Compute-sanitizer --kernel-name-exclude option not filtering kernels in CUDA 12.8

The --kernel-name-exclude flag in compute-sanitizer does not work in the latest CUDA version. Even after explicitly specifying kernel names using both kns= (substring match) and kne= (full kernel name), the kernel still experiences a significant slowdown, indicating that compute-sanitizer is still instrumenting it.

System Information

System OS: Linux
OS build: #53-Ubuntu SMP PREEMPT_DYNAMIC Sat Jan 11 00:06:25 UTC 2025
System CPU: AMD EPYC 7413 24-Core Processor
CPU architecture: x86_64
CUDA version: 12.8
Display Driver version: 570.86.15
GPU Model: A100 (SM 80)
compute sanitizer version: 2025.1.0.0 (build 35351055) (public-release)

Issue Details

We developed a Minimum Working Example (MWE) to test the functionality of compute-sanitizer --kernel-name-exclude and observed that excluded kernels are still being instrumented.

Expected Behavior

  • When running compute-sanitizer --kernel-name-exclude kns=ExcludedKernel ./main.exe, ExcludedKernel should run at the same speed as when compute-sanitizer is not used.
  • When running compute-sanitizer ./main.exe, both kernels should be instrumented and experience a slowdown.

Observed Behavior

  • The ExcludedKernel experiences the same slowdown, whether excluded or not.
  • Using both kns= (substring) and kne= (full kernel name) does not prevent instrumentation.
  • compute-sanitizer seems to ignore all kernel exclusion rules in the latest CUDA version.

Reproducible Test (Minimum Working Example)

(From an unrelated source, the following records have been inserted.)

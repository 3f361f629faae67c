mod eval;
mod value;

pub(crate) use eval::calculate;
use std::fmt;

#[derive(Debug, PartialEq, Eq, Clone)]
pub(crate) enum CalcError {
    /// Lexical failure: unrecognized character, malformed numeric literal.
    ParseError(String),
    /// Grammatical failure: a token where the grammar does not allow one.
    OrderError(String),
    /// Semantic failure: unknown operator/function, arity mismatch,
    /// malformed postfix sequence.
    MathError(String),
}

impl fmt::Display for CalcError {
    fn fmt(&self, f: &mut fmt::Formatter<'_>) -> fmt::Result {
        match self {
            Self::ParseError(msg) | Self::OrderError(msg) | Self::MathError(msg) => {
                write!(f, "{msg}")
            }
        }
    }
}

pub(crate) type CResult<T> = Result<T, CalcError>;
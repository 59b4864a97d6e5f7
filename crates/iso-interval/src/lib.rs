//! # iso-interval
//!
//! ISO 8601 date, duration and repeating interval parsing with
//! calendar-correct arithmetic.
//!
//! Dates, durations and intervals are parsed character by character into
//! validated parts, resolved to UTC instants, and moved through the
//! calendar the way a wall calendar moves: `P1M` is a month, not 30 days.
//! Repeating intervals answer "when does the current occurrence expire"
//! and "when did it start" relative to a reference instant.
//!
//! ## Modules
//!
//! - [`date`] — calendar, week and ordinal dates with time of day and UTC offset
//! - [`duration`] — `P…T…` durations and duration arithmetic
//! - [`interval`] — the four interval shapes plus the `R<n>/` repeat marker
//! - [`calendar`] — ISO week and ordinal day helpers
//! - [`state`] — one-shot parse state shared by the parser front ends
//! - [`error`] — Error types

pub mod calendar;
mod cursor;
pub mod date;
pub mod duration;
pub mod error;
pub mod interval;
pub mod state;

use chrono::{DateTime, Utc};

pub use calendar::{
    format_instant, iso_week_number, iso_week_one_monday, iso_week_string,
    last_iso_week_of_year, IsoWeek,
};
pub use date::{
    CalendarDate, DateOptions, DateParser, DateParts, OffsetSign, PartialContext, TimeOfDay,
    UtcOffset,
};
pub use duration::{Designator, DurationParser, DurationParts};
pub use error::{Construct, ErrorKind, IsoError};
pub use interval::{Interval, IntervalParser, IntervalType, Recurrence};
pub use state::ParseState;

/// Parse a date literal and resolve it to an instant.
///
/// Literals without an offset are read as local time unless `enforce_utc`
/// is set.
///
/// # Errors
///
/// Returns [`IsoError::MissingSource`] for an empty source and a range
/// class [`IsoError`] for anything that is not a valid ISO 8601 date.
///
/// # Examples
///
/// ```
/// use chrono::{TimeZone, Utc};
/// use iso_interval::parse_date;
///
/// let instant = parse_date("2007-04-05T12:30-02:00", false).unwrap();
/// assert_eq!(instant, Utc.with_ymd_and_hms(2007, 4, 5, 14, 30, 0).unwrap());
/// ```
pub fn parse_date(source: &str, enforce_utc: bool) -> error::Result<DateTime<Utc>> {
    let options = DateOptions {
        enforce_utc,
        ..DateOptions::default()
    };
    DateParser::new(source, options).to_instant(enforce_utc)
}

/// Parse a duration literal such as `P1Y2M10DT2H30M`.
///
/// # Examples
///
/// ```
/// use iso_interval::{parse_duration, Designator};
///
/// let duration = parse_duration("PT1,5H").unwrap();
/// assert_eq!(duration.value(Designator::Hours), Some(1.5));
/// assert_eq!(duration.to_string(), "PT1.5H");
/// ```
pub fn parse_duration(source: &str) -> error::Result<DurationParts> {
    DurationParser::new(source).parse().cloned()
}

/// Parse an interval literal, optionally repeated.
///
/// # Examples
///
/// ```
/// use iso_interval::parse_interval;
///
/// let interval = parse_interval("R/P1M", false).unwrap();
/// assert_eq!(interval.to_iso_string().unwrap(), "R-1/P1M");
/// ```
pub fn parse_interval(source: &str, enforce_utc: bool) -> error::Result<Interval> {
    Interval::parse(source, enforce_utc)
}

/// Parse an interval literal and return when its current occurrence
/// expires relative to `compare`.
///
/// `compare` defaults to now. `start` anchors a bare duration.
///
/// # Errors
///
/// Fails when the literal does not parse or the arithmetic is out of range.
///
/// # Examples
///
/// ```
/// use chrono::{TimeZone, Utc};
/// use iso_interval::get_expire_at;
///
/// let now = Utc.with_ymd_and_hms(2024, 6, 1, 0, 0, 0).unwrap();
/// assert_eq!(
///     get_expire_at("R3/P1M/2024-07-27T00:00Z", Some(now), None).unwrap(),
///     Utc.with_ymd_and_hms(2024, 6, 27, 0, 0, 0).unwrap()
/// );
/// ```
pub fn get_expire_at(
    source: &str,
    compare: Option<DateTime<Utc>>,
    start: Option<DateTime<Utc>>,
) -> error::Result<DateTime<Utc>> {
    IntervalParser::new(source, false).get_expire_at(compare, start)
}

/// Parse an interval literal and return when its current occurrence
/// started relative to `compare`.
///
/// `end` anchors a bare duration counted backwards.
pub fn get_start_at(
    source: &str,
    compare: Option<DateTime<Utc>>,
    end: Option<DateTime<Utc>>,
) -> error::Result<DateTime<Utc>> {
    IntervalParser::new(source, false).get_start_at(compare, end)
}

Here’s a CUDA C++ program to reproduce the issue:

#include <cuda_runtime.h>
#include <iostream>
#include <chrono>

#define CUDA_CALL(x) do { if((x) != cudaSuccess) { \
    std::cerr << "Error at " << __FILE__ << ":" << __LINE__ << " - " << cudaGetErrorString(x) << std::endl; \
    exit(EXIT_FAILURE);}} while(0)

// Computationally heavy kernel to test exclusion
__global__ void ExcludedKernel(float *d_data, int size) {
    int idx = blockIdx.x * blockDim.x + threadIdx.x;
    if (idx < size) {
        float value = d_data[idx];
        for (int i = 0; i < 100000000; i++) { // Large iteration count
            value = value * 1.00001f + 1.0f; 
            if (i % 1000000 == 0) { // Periodic writes to global memory
                d_data[idx] = value; 
            }
        }
        d_data[idx] = value; // Final write
    }
}

// Lightweight kernel
__global__ void IncludedKernel(float *d_data, int size) {
    int idx = blockIdx.x * blockDim.x + threadIdx.x;
    if (idx < size) {
        d_data[idx] *= 2;
    }
}

void runKernel(const char* name, void (*kernel)(float*, int), float *d_data, int blocks, int threads, int size) {
    auto start = std::chrono::high_resolution_clock::now();
    kernel<<<blocks, threads>>>(d_data, size);
    CUDA_CALL(cudaDeviceSynchronize());
    auto end = std::chrono::high_resolution_clock::now();
    std::cout << name << " execution time: "
              << std::chrono::duration<double>(end - start).count() << " seconds\n";
}

int main() {
    int arraySize = 16384; // Ensure enough memory for all threads
    float *d_data;
    CUDA_CALL(cudaMalloc(&d_data, arraySize * sizeof(float)));
    CUDA_CALL(cudaMemset(d_data, 0, arraySize * sizeof(float)));

    int blocks = 128, threads = 256;

    runKernel("ExcludedKernel", ExcludedKernel, d_data, blocks, threads, arraySize);
    runKernel("IncludedKernel", IncludedKernel, d_data, blocks, threads, arraySize);

    CUDA_CALL(cudaFree(d_data));
    return 0;
}

Steps to Reproduce

1. Compile

nvcc -o test_compute_sanitizer test_compute_sanitizer.cu

2. Run Baseline Execution (No Compute-Sanitizer)

./test_compute_sanitizer

Times observed:

  • ExcludedKernel runs in ~0.8 seconds
  • IncludedKernel runs in milliseconds

3. Run with Compute-Sanitizer and Exclude ExcludedKernel

compute-sanitizer --kernel-name-exclude kns=ExcludedKernel ./test_compute_sanitizer

Times observed Unexpectedly Slow:

  • ExcludedKernel runs in ~58 seconds, indicating it is not excluded.
  • IncludedKernel runs as expected.

4. Run with Compute-Sanitizer (No Exclusions)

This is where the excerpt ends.